=== Task goal ===
Each entry below must be repeated word for word.

----------------

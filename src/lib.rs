//! junk-n-stuff: developer workflow tools.
//!
//! The library backs two binaries:
//!
//! * `kalp` supervises long-running front-end build processes and restarts
//!   them when they exit, after making sure `npm install` is up to date.
//! * `uuu` updates repositories, package managers and plugin stores through
//!   an ordered registry of updater units.

pub mod error;
pub mod kalp;
pub mod logging;
pub mod paths;
pub mod uuu;

pub use error::{ErrorKind, JnsError, JnsResult};
//! Diagnostic logging setup.

use tracing_subscriber::EnvFilter;

/// Environment variable holding an `EnvFilter` directive (e.g. `debug`).
pub const LOG_ENV: &str = "JNS_LOG";

/// Installs the global `tracing` subscriber, writing to stderr.
///
/// Safe to call more than once; later calls are ignored.
pub fn init(verbose: bool) {
    let default = if verbose { "debug" } else { "warn" };
    let filter = EnvFilter::try_from_env(LOG_ENV).unwrap_or_else(|_| EnvFilter::new(default));
    let _ = tracing_subscriber::fmt()
        .with_env_filter(filter)
        .with_writer(std::io::stderr)
        .with_target(false)
        .try_init();
}
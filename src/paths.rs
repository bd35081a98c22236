//! Filesystem helpers shared by both tools.

use std::env;
use std::path::{Path, PathBuf};

/// Returns the current user's home directory, if one is configured.
pub fn home_dir() -> Option<PathBuf> {
    if let Ok(home) = env::var("HOME") {
        if !home.is_empty() {
            return Some(PathBuf::from(home));
        }
    }
    if cfg!(windows) {
        return env::var("USERPROFILE").ok().map(PathBuf::from);
    }
    None
}

/// Expands a leading `~`, `~/` or `~\` to the home directory.
///
/// Anything else (including `~user`) is returned untouched.
pub fn expand_home(raw: &str) -> PathBuf {
    let rest = if raw == "~" {
        Some("")
    } else if raw.starts_with("~/") || raw.starts_with("~\\") {
        Some(&raw[1..])
    } else {
        None
    };
    match (rest, home_dir()) {
        (Some(rest), Some(home)) => {
            let mut expanded = home.into_os_string();
            expanded.push(rest);
            PathBuf::from(expanded)
        }
        _ => PathBuf::from(raw),
    }
}

/// Walks from `root` up through its ancestors and returns the first
/// directory that contains `file`.
pub fn find_file_up_hierarchy(root: &Path, file: &str) -> Option<PathBuf> {
    root.ancestors()
        .find(|dir| dir.join(file).exists())
        .map(Path::to_path_buf)
}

----------------

=== Answer for the task ===
filename src/lib.rs
//! junk-n-stuff: developer workflow tools.
//!
//! The library backs two binaries:
//!
//! * `kalp` supervises long-running front-end build processes and restarts
//!   them when they exit, after making sure `npm install` is up to date.
//! * `uuu` updates repositories, package managers and plugin stores through
//!   an ordered registry of updater units.

pub mod error;
pub mod kalp;
pub mod logging;
pub mod paths;
pub mod uuu;

pub use error::{ErrorKind, JnsError, JnsResult};
//! Diagnostic logging setup.

use tracing_subscriber::EnvFilter;

/// Environment variable holding an `EnvFilter` directive (e.g. `debug`).
pub const LOG_ENV: &str = "JNS_LOG";

/// Installs the global `tracing` subscriber, writing to stderr.
///
/// Safe to call more than once; later calls are ignored.
pub fn init(verbose: bool) {
    let default = if verbose { "debug" } else { "warn" };
    let filter = EnvFilter::try_from_env(LOG_ENV).unwrap_or_else(|_| EnvFilter::new(default));
    let _ = tracing_subscriber::fmt()
        .with_env_filter(filter)
        .with_writer(std::io::stderr)
        .with_target(false)
        .try_init();
}
filename src/paths.rs
repository bd35081a98c22236
//! Filesystem helpers shared by both tools.

use std::env;
use std::path::{Path, PathBuf};

/// Returns the current user's home directory, if one is configured.
pub fn home_dir() -> Option<PathBuf> {
    if let Ok(home) = env::var("HOME") {
        if !home.is_empty() {
            return Some(PathBuf::from(home));
        }
    }
    if cfg!(windows) {
        return env::var("USERPROFILE").ok().map(PathBuf::from);
    }
    None
}

/// Expands a leading `~`, `~/` or `~\` to the home directory.
///
/// Anything else (including `~user`) is returned untouched.
pub fn expand_home(raw: &str) -> PathBuf {
    let rest = if raw == "~" {
        Some("")
    } else if raw.starts_with("~/") || raw.starts_with("~\\") {
        Some(&raw[1..])
    } else {
        None
    };
    match (rest, home_dir()) {
        (Some(rest), Some(home)) => {
            let mut expanded = home.into_os_string();
            expanded.push(rest);
            PathBuf::from(expanded)
        }
        _ => PathBuf::from(raw),
    }
}

/// Walks from `root` up through its ancestors and returns the first
/// directory that contains `file`.
pub fn find_file_up_hierarchy(root: &Path, file: &str) -> Option<PathBuf> {
    root.ancestors()
        .find(|dir| dir.join(file).exists())
        .map(Path::to_path_buf)
}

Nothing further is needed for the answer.